One afternoon a couple of years ago, on a visit to a New York library, film scholar Marsha McCreadie stumbled onto something strange. She had been looking at old movie scripts, and she noticed that most of them were authored by women. ''Some of these early women writers I'd never heard of. I mean, everybody's heard of Anita Loos,'' says McCreadie, referring to the author of Gentlemen Prefer Blondes and a score of other screenplays. ''But Alice D.G. Miller, Bess Meredyth, Marguerite Roberts? Who were these women?''
To find out, McCreadie began researching and writing a book The Women Who Write the Movies: From Frances Marion to Nora Ephron and soon discovered that in the first few decades of moviemaking, ''women outnumbered men in the screenwriting trade 10 to 1.'' Something like the reverse seems to be true today. What happened?

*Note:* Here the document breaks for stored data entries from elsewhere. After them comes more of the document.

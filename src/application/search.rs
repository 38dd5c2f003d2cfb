use crate::application::embedding_client::EmbeddingClient;
use crate::domain::error::DomainError;
use crate::domain::ports::embedding_port::InputType;
use crate::domain::ports::vector_store::VectorStore;
use crate::domain::values::search_output::{ScoredText, SearchOutput};
use std::sync::Arc;

pub struct SearchUseCase {
    client: EmbeddingClient,
    vector_store: Arc<dyn VectorStore>,
}

impl SearchUseCase {
    pub fn new(client: EmbeddingClient, vector_store: Arc<dyn VectorStore>) -> Self {
        Self { client, vector_store }
    }

    pub fn by_vector_scored(&self, query: &[f32], k: usize) -> Result<Vec<ScoredText>, DomainError> {
        self.vector_store.search_similar(query, k)
    }

    pub fn by_vector(&self, query: &[f32], k: usize) -> Result<Vec<String>, DomainError> {
        Ok(self
            .by_vector_scored(query, k)?
            .into_iter()
            .map(|r| r.text)
            .collect())
    }

    pub async fn by_text_scored(&self, query: &str, k: usize) -> Result<Vec<ScoredText>, DomainError> {
        if k == 0 {
            return Err(DomainError::InvalidInput("k must be at least 1".into()));
        }
        tracing::debug!(query_len = query.len(), k, "Embedding query");
        let vector = self.client.embed(query, InputType::Query).await?;
        self.by_vector_scored(&vector, k)
    }

    pub async fn by_text(&self, query: &str, k: usize, join: bool) -> Result<SearchOutput, DomainError> {
        let texts = self
            .by_text_scored(query, k)
            .await?
            .into_iter()
            .map(|r| r.text)
            .collect();
        Ok(SearchOutput::from_ranked(texts, join))
    }
}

''The movie business was more open to anything and everyone in the early days, and the roles were much less compartmentalized than they are now,'' says McCreadie. Frances Marion, for instance, who wrote scripts for Mary Pickford including Rebecca of Sunnybrook Farm started out as a script girl and an actress. By the '20s, she was writing five or six screenplays a year. ''Women were writing for women much more than now,'' McCreadie adds, explaining why actresses didn't have to complain about a dearth of good roles. Women writers thrived even through the '30s and '40s, partly because women's films were still popular and ''the role of the screenwriter was taken much more seriously than now,'' according to McCreadie.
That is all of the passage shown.